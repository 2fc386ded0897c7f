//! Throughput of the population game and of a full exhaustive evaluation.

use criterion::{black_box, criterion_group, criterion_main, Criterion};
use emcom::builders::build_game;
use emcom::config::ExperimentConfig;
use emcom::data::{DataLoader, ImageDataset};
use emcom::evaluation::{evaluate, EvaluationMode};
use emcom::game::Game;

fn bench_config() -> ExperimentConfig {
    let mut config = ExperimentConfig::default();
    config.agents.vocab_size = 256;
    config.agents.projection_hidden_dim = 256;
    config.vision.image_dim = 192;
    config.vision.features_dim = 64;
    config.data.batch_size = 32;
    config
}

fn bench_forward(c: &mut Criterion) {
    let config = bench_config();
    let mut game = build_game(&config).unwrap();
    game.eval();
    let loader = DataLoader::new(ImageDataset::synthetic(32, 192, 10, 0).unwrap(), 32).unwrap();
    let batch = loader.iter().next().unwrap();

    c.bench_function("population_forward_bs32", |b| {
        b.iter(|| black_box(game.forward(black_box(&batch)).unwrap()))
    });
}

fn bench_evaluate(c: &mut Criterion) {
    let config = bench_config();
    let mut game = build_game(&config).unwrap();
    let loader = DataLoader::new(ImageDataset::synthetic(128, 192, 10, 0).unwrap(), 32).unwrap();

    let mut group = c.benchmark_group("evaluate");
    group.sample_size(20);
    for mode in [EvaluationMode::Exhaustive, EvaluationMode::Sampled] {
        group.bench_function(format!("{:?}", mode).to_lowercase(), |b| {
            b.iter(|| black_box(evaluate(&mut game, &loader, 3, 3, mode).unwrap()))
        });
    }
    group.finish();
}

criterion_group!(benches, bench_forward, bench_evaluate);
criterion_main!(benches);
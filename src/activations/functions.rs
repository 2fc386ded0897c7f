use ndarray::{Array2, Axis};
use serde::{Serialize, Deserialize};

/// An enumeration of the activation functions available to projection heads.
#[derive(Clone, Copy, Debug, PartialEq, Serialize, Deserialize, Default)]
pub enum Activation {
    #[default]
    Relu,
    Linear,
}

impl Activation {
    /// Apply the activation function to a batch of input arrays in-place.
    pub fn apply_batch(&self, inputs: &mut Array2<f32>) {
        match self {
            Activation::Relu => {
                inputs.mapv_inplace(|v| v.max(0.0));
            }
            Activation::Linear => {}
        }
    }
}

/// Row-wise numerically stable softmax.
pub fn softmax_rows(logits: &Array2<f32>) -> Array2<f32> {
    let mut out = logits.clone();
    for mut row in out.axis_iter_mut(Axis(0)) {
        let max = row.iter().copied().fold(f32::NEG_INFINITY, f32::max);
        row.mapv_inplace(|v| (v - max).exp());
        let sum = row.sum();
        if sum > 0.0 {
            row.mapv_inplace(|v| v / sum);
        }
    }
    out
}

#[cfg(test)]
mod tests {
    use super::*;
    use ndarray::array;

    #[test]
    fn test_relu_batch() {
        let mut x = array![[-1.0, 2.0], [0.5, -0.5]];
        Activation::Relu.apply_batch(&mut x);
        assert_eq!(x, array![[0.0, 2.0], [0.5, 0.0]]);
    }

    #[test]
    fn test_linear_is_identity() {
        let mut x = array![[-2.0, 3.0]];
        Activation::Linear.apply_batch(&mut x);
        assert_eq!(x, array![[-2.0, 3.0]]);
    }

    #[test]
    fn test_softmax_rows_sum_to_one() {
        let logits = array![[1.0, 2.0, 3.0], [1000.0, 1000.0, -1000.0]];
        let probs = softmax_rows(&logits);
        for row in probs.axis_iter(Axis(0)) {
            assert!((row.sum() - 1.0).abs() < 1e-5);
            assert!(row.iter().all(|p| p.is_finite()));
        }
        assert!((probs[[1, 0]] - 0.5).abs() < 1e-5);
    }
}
▬▬▬
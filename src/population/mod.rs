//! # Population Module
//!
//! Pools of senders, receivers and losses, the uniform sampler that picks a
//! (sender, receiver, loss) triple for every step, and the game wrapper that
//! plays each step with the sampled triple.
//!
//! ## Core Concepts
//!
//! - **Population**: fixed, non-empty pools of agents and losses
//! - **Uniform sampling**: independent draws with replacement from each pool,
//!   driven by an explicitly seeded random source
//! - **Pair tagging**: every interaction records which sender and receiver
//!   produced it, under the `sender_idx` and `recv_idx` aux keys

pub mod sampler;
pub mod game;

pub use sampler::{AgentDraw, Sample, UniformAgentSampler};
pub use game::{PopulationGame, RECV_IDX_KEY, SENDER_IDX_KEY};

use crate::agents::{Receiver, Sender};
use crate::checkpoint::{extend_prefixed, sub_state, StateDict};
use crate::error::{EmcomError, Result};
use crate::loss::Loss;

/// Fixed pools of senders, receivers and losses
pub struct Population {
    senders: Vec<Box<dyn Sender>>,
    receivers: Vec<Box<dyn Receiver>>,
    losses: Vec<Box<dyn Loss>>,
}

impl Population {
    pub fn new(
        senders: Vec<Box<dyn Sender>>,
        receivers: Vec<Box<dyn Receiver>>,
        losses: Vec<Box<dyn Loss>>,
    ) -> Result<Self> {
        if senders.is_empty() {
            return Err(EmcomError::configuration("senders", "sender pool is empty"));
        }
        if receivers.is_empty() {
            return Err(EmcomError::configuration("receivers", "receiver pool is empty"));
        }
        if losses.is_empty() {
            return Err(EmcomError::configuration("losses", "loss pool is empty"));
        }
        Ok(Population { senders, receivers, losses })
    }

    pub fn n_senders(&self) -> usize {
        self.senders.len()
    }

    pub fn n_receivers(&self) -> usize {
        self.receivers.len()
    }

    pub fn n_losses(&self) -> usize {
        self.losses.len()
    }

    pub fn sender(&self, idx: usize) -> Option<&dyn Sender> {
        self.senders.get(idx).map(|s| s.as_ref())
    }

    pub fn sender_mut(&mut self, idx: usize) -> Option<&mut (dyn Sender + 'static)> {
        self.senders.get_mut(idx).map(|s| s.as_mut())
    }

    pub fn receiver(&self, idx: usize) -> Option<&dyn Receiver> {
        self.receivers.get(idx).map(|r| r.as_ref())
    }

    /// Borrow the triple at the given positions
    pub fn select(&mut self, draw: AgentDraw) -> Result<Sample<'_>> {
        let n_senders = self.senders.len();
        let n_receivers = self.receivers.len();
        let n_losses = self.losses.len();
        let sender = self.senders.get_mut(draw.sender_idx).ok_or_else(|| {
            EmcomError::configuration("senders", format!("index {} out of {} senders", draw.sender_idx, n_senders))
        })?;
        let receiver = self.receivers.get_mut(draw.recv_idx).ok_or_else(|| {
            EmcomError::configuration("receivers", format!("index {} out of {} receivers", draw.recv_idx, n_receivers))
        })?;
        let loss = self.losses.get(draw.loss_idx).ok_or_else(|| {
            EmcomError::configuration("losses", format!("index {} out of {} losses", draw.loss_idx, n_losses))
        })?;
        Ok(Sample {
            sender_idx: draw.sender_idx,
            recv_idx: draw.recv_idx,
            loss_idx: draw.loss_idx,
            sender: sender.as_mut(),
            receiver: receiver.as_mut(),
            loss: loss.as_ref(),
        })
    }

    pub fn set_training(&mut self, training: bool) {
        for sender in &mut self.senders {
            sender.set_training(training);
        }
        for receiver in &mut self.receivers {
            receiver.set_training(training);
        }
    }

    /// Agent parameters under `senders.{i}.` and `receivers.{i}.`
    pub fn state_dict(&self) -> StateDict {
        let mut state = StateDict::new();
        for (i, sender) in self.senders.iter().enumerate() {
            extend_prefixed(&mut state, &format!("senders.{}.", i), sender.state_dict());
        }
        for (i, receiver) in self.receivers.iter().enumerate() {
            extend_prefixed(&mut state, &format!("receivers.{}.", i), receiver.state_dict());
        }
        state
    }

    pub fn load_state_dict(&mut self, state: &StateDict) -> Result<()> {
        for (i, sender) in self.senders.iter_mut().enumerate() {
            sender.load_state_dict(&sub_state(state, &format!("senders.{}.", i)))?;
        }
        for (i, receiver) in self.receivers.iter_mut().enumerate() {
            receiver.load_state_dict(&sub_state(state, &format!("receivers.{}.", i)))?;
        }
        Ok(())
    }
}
▬▬▬
● **WHAT YOU SHOULD DO**
The answer should be one number, the count of lines in the data that include the string "ImageDataset".

● **WRITTEN ANSWER**
3